We present several algorithms for evaluating point containment in constructive solid geometry (CSG) trees with unbounded primitives. Three algorithms are presented based on postfix, prefix, and infix notations of the CSG binary expression tree. We show that prefix and infix notations enable short-circuiting logic, which reduces the number of primitives that must be checked during point containment. To evaluate the performance of the algorithms, each algorithm was implemented in the OpenMC Monte Carlo particle transport code, which relies on CSG to represent solid bodies through which subatomic particles travel. Two sets of tests were carried out. First, the execution time to generate a high-resolution rasterized image of a 2D slice of a detailed CSG model of the ITER tokamak was measured. Use of both prefix and infix notations offered significant speedup over the postfix notation that has traditionally been used in particle transport codes, with infix resulting in a 6$\times$ reduction in execution time relative to postfix. We then measured the execution time of neutron transport simulations of the same ITER model using each of the algorithms. The results and performance improvements reveal the same trends as for the rasterization test, with a 4.59$\times$ overall speedup using the infix notation relative to the original postfix notation in OpenMC.
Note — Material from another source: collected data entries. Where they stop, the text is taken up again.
//! Constant point load.

use tensa_math::Vec3;
use tensa_types::{ParticleId, TensaResult};

use super::check_points;
use crate::goal::{Contribution, Goal, GoalTopology};

/// Pushes one particle by a constant vector every step, with weight 1.
///
/// The particle settles where the other goals acting on it balance
/// the load.
#[derive(Debug, Clone)]
pub struct Load {
    topology: GoalTopology,
    force: Vec3,
}

impl Load {
    /// Loads the particle at `point`.
    pub fn new(point: Vec3, force: Vec3) -> TensaResult<Self> {
        check_points("load", &[point, force])?;
        Ok(Self {
            topology: GoalTopology::at(&[point]),
            force,
        })
    }

    /// Loads an existing particle.
    pub fn at_particle(id: ParticleId, force: Vec3) -> TensaResult<Self> {
        check_points("load", &[force])?;
        Ok(Self {
            topology: GoalTopology::indexed(&[id]),
            force,
        })
    }

    /// Load vector.
    pub fn force(&self) -> Vec3 {
        self.force
    }
}

impl Goal for Load {
    fn name(&self) -> &str {
        "load"
    }

    fn topology(&self) -> &GoalTopology {
        &self.topology
    }

    fn topology_mut(&mut self) -> &mut GoalTopology {
        &mut self.topology
    }

    fn evaluate(&self, _points: &[Vec3]) -> Contribution {
        Contribution::uniform(vec![self.force], 1.0)
    }
}
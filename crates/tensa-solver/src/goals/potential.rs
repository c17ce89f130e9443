//! Pairwise distance potential.

use serde::{Deserialize, Serialize};
use tensa_math::Vec3;
use tensa_types::constants::EPSILON;
use tensa_types::{TensaError, TensaResult};

use super::{check_points, check_strength};
use crate::goal::{Contribution, Goal, GoalTopology};

/// Direction of a [`PairPotential`].
#[derive(Debug, Clone, Copy, PartialEq, Eq, Default, Serialize, Deserialize)]
#[serde(rename_all = "snake_case")]
pub enum Polarity {
    /// Pushes the pair apart.
    #[default]
    Repel,
    /// Pulls the pair together.
    Attract,
}

/// Unit moves along the pair axis weighted by `strength·d^exponent`.
///
/// With `strength = 1` the weight is the plain power law `d^exponent`;
/// other strengths scale it. A negative exponent gives a force that
/// fades with distance. Overflowing weights are capped at `f64::MAX`,
/// so a potential never acts as a hard constraint.
#[derive(Debug, Clone)]
pub struct PairPotential {
    topology: GoalTopology,
    strength: f64,
    exponent: f64,
    polarity: Polarity,
}

impl PairPotential {
    /// Creates a potential between `p0` and `p1`.
    pub fn new(
        p0: Vec3,
        p1: Vec3,
        strength: f64,
        exponent: f64,
        polarity: Polarity,
    ) -> TensaResult<Self> {
        check_points("pair_potential", &[p0, p1])?;
        check_strength("pair_potential", "strength", strength)?;
        if !exponent.is_finite() {
            return Err(TensaError::InvalidGoal(format!(
                "pair_potential: exponent must be finite, got {exponent}"
            )));
        }
        Ok(Self {
            topology: GoalTopology::at(&[p0, p1]),
            strength,
            exponent,
            polarity,
        })
    }
}

impl Goal for PairPotential {
    fn name(&self) -> &str {
        "pair_potential"
    }

    fn topology(&self) -> &GoalTopology {
        &self.topology
    }

    fn topology_mut(&mut self) -> &mut GoalTopology {
        &mut self.topology
    }

    fn evaluate(&self, points: &[Vec3]) -> Contribution {
        let v = points[1] - points[0];
        let d = v.length();
        if d < EPSILON {
            return Contribution::none(2);
        }
        let dir = v / d;
        let dir = match self.polarity {
            Polarity::Repel => dir,
            Polarity::Attract => -dir,
        };
        let weight = self.strength * d.powf(self.exponent);
        if weight.is_nan() {
            return Contribution::none(2);
        }
        let weight = weight.min(f64::MAX);
        Contribution::uniform(vec![-dir, dir], weight)
    }
}
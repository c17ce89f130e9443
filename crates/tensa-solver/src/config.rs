//! Solver configuration.
//!
//! Parameters that control relaxation: merge tolerance, convergence
//! threshold, iteration caps, live substeps and the displacement metric.

use serde::{Deserialize, Serialize};
use tensa_types::constants::{
    DEFAULT_MAX_ITERATIONS, DEFAULT_MERGE_TOLERANCE, DEFAULT_SUBSTEPS, DEFAULT_THRESHOLD,
};
use tensa_types::{TensaError, TensaResult};

/// How the per-step displacement measure (`v_sum`) is computed.
#[derive(Debug, Clone, Copy, PartialEq, Eq, Default, Serialize, Deserialize)]
#[serde(rename_all = "snake_case")]
pub enum ConvergenceMetric {
    /// Σ|Δ|
    Displacement,
    /// Σ|Δ|²
    #[default]
    SquaredDisplacement,
    /// Σ½·m·|Δ|²
    KineticEnergy,
}

impl ConvergenceMetric {
    /// Contribution of one particle's displacement to the measure.
    pub fn measure(self, delta_length_squared: f64, mass: f64) -> f64 {
        match self {
            ConvergenceMetric::Displacement => delta_length_squared.sqrt(),
            ConvergenceMetric::SquaredDisplacement => delta_length_squared,
            ConvergenceMetric::KineticEnergy => 0.5 * mass * delta_length_squared,
        }
    }
}

/// Configuration for the relaxation driver.
#[derive(Debug, Clone, PartialEq, Serialize, Deserialize)]
#[serde(default)]
pub struct SolverConfig {
    /// Merge tolerance: registration requests closer than this share a particle.
    pub tolerance: f64,

    /// Convergence threshold. A run stops once `v_sum < threshold`.
    pub threshold: f64,

    /// Iteration cap for bounded relaxation.
    pub max_iterations: u32,

    /// Steps performed per live tick.
    pub substeps: u32,

    /// Evaluate goals in parallel inside each step.
    pub parallel: bool,

    /// Displacement measure used for convergence.
    pub metric: ConvergenceMetric,
}

impl Default for SolverConfig {
    fn default() -> Self {
        Self {
            tolerance: DEFAULT_MERGE_TOLERANCE,
            threshold: DEFAULT_THRESHOLD,
            max_iterations: DEFAULT_MAX_ITERATIONS,
            substeps: DEFAULT_SUBSTEPS,
            parallel: false,
            metric: ConvergenceMetric::default(),
        }
    }
}

impl SolverConfig {
    /// A short, looser run for quick previews.
    pub fn quick() -> Self {
        Self {
            tolerance: 1.0e-4,
            threshold: 1.0e-10,
            max_iterations: 100,
            ..Default::default()
        }
    }

    /// Settings for an interactive live session.
    pub fn live() -> Self {
        Self {
            substeps: DEFAULT_SUBSTEPS,
            threshold: DEFAULT_THRESHOLD,
            ..Default::default()
        }
    }

    /// Checks that every value is usable.
    pub fn validate(&self) -> TensaResult<()> {
        if !(self.tolerance > 0.0) || !self.tolerance.is_finite() {
            return Err(TensaError::InvalidConfig(format!(
                "tolerance must be positive and finite, got {}",
                self.tolerance
            )));
        }
        if !(self.threshold >= 0.0) {
            return Err(TensaError::InvalidConfig(format!(
                "threshold must be non-negative, got {}",
                self.threshold
            )));
        }
        if self.substeps == 0 {
            return Err(TensaError::InvalidConfig(
                "substeps must be at least 1".into(),
            ));
        }
        Ok(())
    }

    /// Returns true if `v_sum` is below the threshold.
    pub fn is_converged(&self, v_sum: f64) -> bool {
        v_sum < self.threshold
    }
}
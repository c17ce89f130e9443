//! # tensa-solver
//!
//! Goal-based particle relaxation.
//!
//! ## Key Types
//!
//! - [`ParticleStore`]: dense particle buffers with tolerance-based merging
//! - [`Goal`]: open trait for local constraints; built-ins live in [`goals`]
//! - [`PhysicalSystem`]: index assignment and the Jacobi step
//! - [`ZombieSolver`]: bounded offline relaxation
//! - [`LiveSession`]: tick-driven interactive relaxation
//! - [`SolverConfig`]: tolerance, threshold, caps and metric
//! - [`elements`]: goal groups built from polylines and points

pub mod config;
pub mod elements;
pub mod goal;
pub mod goals;
pub mod hooks;
pub mod live;
pub mod particles;
pub mod system;
pub mod zombie;

pub use config::{ConvergenceMetric, SolverConfig};
pub use goal::{AxisLocks, Contribution, Goal, GoalNode, GoalOutput, GoalTopology, LabeledOutput, ParticleRef};
pub use hooks::{NoopHook, StepHook, TelemetryHook};
pub use live::{Controls, LiveSession, SessionState, SystemData, TickReport};
pub use particles::ParticleStore;
pub use system::{PhysicalSystem, StepResult};
pub use zombie::{RelaxReport, Relaxation, ZombieSolver};
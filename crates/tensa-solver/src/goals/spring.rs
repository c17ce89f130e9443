//! Two-point length goals: springs, bars and cables.
//!
//! All three share the same local step. With `c = p1 - p0` and
//! `s = 1 - rest/|c|`, the ends move by `+½·c·s` and `-½·c·s`, which
//! restores the rest length exactly when the pair is alone.

use tensa_math::Vec3;
use tensa_types::constants::EPSILON;
use tensa_types::{ParticleId, TensaError, TensaResult};

use super::{check_points, check_positive, check_strength};
use crate::goal::{Contribution, Goal, GoalOutput, GoalTopology};

/// Half-moves that bring `p0`/`p1` to `rest` apart. `None` if coincident.
fn length_moves(p0: Vec3, p1: Vec3, rest: f64) -> Option<(Vec3, f64)> {
    let c = p1 - p0;
    let len = c.length();
    if len < EPSILON {
        return None;
    }
    let s = 1.0 - rest / len;
    Some((c * (0.5 * s), len))
}

/// A linear spring between two points.
#[derive(Debug, Clone)]
pub struct Spring {
    topology: GoalTopology,
    rest_length: f64,
    stiffness: f64,
}

impl Spring {
    /// Creates a spring registering particles at `p0` and `p1`.
    pub fn new(p0: Vec3, p1: Vec3, rest_length: f64, stiffness: f64) -> TensaResult<Self> {
        check_points("spring", &[p0, p1])?;
        Self::build(GoalTopology::at(&[p0, p1]), rest_length, stiffness)
    }

    /// Creates a spring whose rest length is the current distance.
    pub fn from_current(p0: Vec3, p1: Vec3, stiffness: f64) -> TensaResult<Self> {
        Self::new(p0, p1, p0.distance(p1), stiffness)
    }

    /// Creates a spring between two existing particles.
    pub fn between(
        a: ParticleId,
        b: ParticleId,
        rest_length: f64,
        stiffness: f64,
    ) -> TensaResult<Self> {
        Self::build(GoalTopology::indexed(&[a, b]), rest_length, stiffness)
    }

    fn build(topology: GoalTopology, rest_length: f64, stiffness: f64) -> TensaResult<Self> {
        if !(rest_length >= 0.0) || !rest_length.is_finite() {
            return Err(TensaError::InvalidGoal(format!(
                "spring: rest length must be non-negative and finite, got {rest_length}"
            )));
        }
        check_strength("spring", "stiffness", stiffness)?;
        Ok(Self {
            topology,
            rest_length,
            stiffness,
        })
    }

    /// Target length.
    pub fn rest_length(&self) -> f64 {
        self.rest_length
    }

    /// Spring stiffness.
    pub fn stiffness(&self) -> f64 {
        self.stiffness
    }
}

impl Goal for Spring {
    fn name(&self) -> &str {
        "spring"
    }

    fn topology(&self) -> &GoalTopology {
        &self.topology
    }

    fn topology_mut(&mut self) -> &mut GoalTopology {
        &mut self.topology
    }

    fn evaluate(&self, points: &[Vec3]) -> Contribution {
        match length_moves(points[0], points[1], self.rest_length) {
            Some((m, _)) => Contribution::uniform(vec![m, -m], 2.0 * self.stiffness),
            None => Contribution::none(2),
        }
    }

    fn output(&self, points: &[Vec3]) -> Option<GoalOutput> {
        Some(GoalOutput::Line {
            start: points[0],
            end: points[1],
        })
    }
}

/// An axial bar with Young's modulus and cross-section area.
///
/// Behaves as a spring with stiffness `E·A/L0` and reports the axial
/// force `E·A·(L - L0)/L0` (positive in tension).
#[derive(Debug, Clone)]
pub struct Bar {
    topology: GoalTopology,
    rest_length: f64,
    youngs_modulus: f64,
    area: f64,
}

impl Bar {
    /// Creates a bar whose rest length is the current distance.
    pub fn new(p0: Vec3, p1: Vec3, youngs_modulus: f64, area: f64) -> TensaResult<Self> {
        Self::with_rest_length(p0, p1, p0.distance(p1), youngs_modulus, area)
    }

    /// Creates a bar with an explicit rest length.
    pub fn with_rest_length(
        p0: Vec3,
        p1: Vec3,
        rest_length: f64,
        youngs_modulus: f64,
        area: f64,
    ) -> TensaResult<Self> {
        check_points("bar", &[p0, p1])?;
        check_positive("bar", "rest length", rest_length)?;
        check_positive("bar", "Young's modulus", youngs_modulus)?;
        check_positive("bar", "area", area)?;
        Ok(Self {
            topology: GoalTopology::at(&[p0, p1]),
            rest_length,
            youngs_modulus,
            area,
        })
    }

    /// Rest length `L0`.
    pub fn rest_length(&self) -> f64 {
        self.rest_length
    }

    /// Axial stiffness `E·A/L0`.
    pub fn axial_stiffness(&self) -> f64 {
        self.youngs_modulus * self.area / self.rest_length
    }

    /// Axial force at `length` (positive in tension).
    pub fn axial_force(&self, length: f64) -> f64 {
        self.axial_stiffness() * (length - self.rest_length)
    }
}

impl Goal for Bar {
    fn name(&self) -> &str {
        "bar"
    }

    fn topology(&self) -> &GoalTopology {
        &self.topology
    }

    fn topology_mut(&mut self) -> &mut GoalTopology {
        &mut self.topology
    }

    fn evaluate(&self, points: &[Vec3]) -> Contribution {
        match length_moves(points[0], points[1], self.rest_length) {
            Some((m, _)) => Contribution::uniform(vec![m, -m], 2.0 * self.axial_stiffness()),
            None => Contribution::none(2),
        }
    }

    fn output(&self, points: &[Vec3]) -> Option<GoalOutput> {
        let force = self.axial_force(points[0].distance(points[1]));
        Some(GoalOutput::Member {
            start: points[0],
            end: points[1],
            force,
            stress: force / self.area,
        })
    }
}

/// A tension-only bar.
///
/// The rest length is shortened from the initial length so that the
/// initial axial force equals the prestress: `L0 = L·E·A/(E·A + P)`.
/// A slack cable (`L <= L0`) contributes nothing.
#[derive(Debug, Clone)]
pub struct Cable {
    topology: GoalTopology,
    rest_length: f64,
    youngs_modulus: f64,
    area: f64,
}

impl Cable {
    /// Creates a cable between `p0` and `p1` with the given prestress force.
    pub fn new(
        p0: Vec3,
        p1: Vec3,
        youngs_modulus: f64,
        area: f64,
        prestress: f64,
    ) -> TensaResult<Self> {
        check_points("cable", &[p0, p1])?;
        check_positive("cable", "Young's modulus", youngs_modulus)?;
        check_positive("cable", "area", area)?;
        if !(prestress >= 0.0) || !prestress.is_finite() {
            return Err(TensaError::InvalidGoal(format!(
                "cable: prestress must be non-negative and finite, got {prestress}"
            )));
        }
        let length = p0.distance(p1);
        check_positive("cable", "initial length", length)?;

        let ea = youngs_modulus * area;
        Ok(Self {
            topology: GoalTopology::at(&[p0, p1]),
            rest_length: length * ea / (ea + prestress),
            youngs_modulus,
            area,
        })
    }

    /// Rest length `L0` after prestress.
    pub fn rest_length(&self) -> f64 {
        self.rest_length
    }

    /// Axial force at `length`; zero when slack.
    pub fn axial_force(&self, length: f64) -> f64 {
        let ea = self.youngs_modulus * self.area;
        (ea * (length - self.rest_length) / self.rest_length).max(0.0)
    }
}

impl Goal for Cable {
    fn name(&self) -> &str {
        "cable"
    }

    fn topology(&self) -> &GoalTopology {
        &self.topology
    }

    fn topology_mut(&mut self) -> &mut GoalTopology {
        &mut self.topology
    }

    fn evaluate(&self, points: &[Vec3]) -> Contribution {
        match length_moves(points[0], points[1], self.rest_length) {
            Some((m, len)) if len > self.rest_length => {
                let k = self.youngs_modulus * self.area / self.rest_length;
                Contribution::uniform(vec![m, -m], 2.0 * k)
            }
            _ => Contribution::none(2),
        }
    }

    fn output(&self, points: &[Vec3]) -> Option<GoalOutput> {
        let force = self.axial_force(points[0].distance(points[1]));
        Some(GoalOutput::Member {
            start: points[0],
            end: points[1],
            force,
            stress: force / self.area,
        })
    }
}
翻译：本文提出了几种用于评估包含无界图元的构造实体几何（CSG）树中点包含判定的算法。基于CSG二叉表达式树的后缀、前缀和中缀表示法，我们提出了三种算法。研究表明，前缀和中缀表示法能够实现短路逻辑，从而减少点包含判定过程中需要检查的图元数量。为了评估算法的性能，每种算法均在OpenMC蒙特卡洛粒子输运程序中实现，该程序依赖CSG来表示亚原子粒子穿行的实体几何。我们进行了两组测试。首先，测量了生成ITER托卡马克详细CSG模型二维切片的高分辨率栅格化图像的执行时间。使用前缀和中缀表示法相比传统粒子输运程序中使用的后缀表示法均实现了显著加速，其中中缀表示法相对于后缀表示法使执行时间减少了6倍。随后，我们使用每种算法测量了同一ITER模型的中子输运模拟执行时间。结果与性能改进趋势与栅格化测试一致，在OpenMC中使用中缀表示法相对于原始后缀表示法实现了整体4.59倍的加速。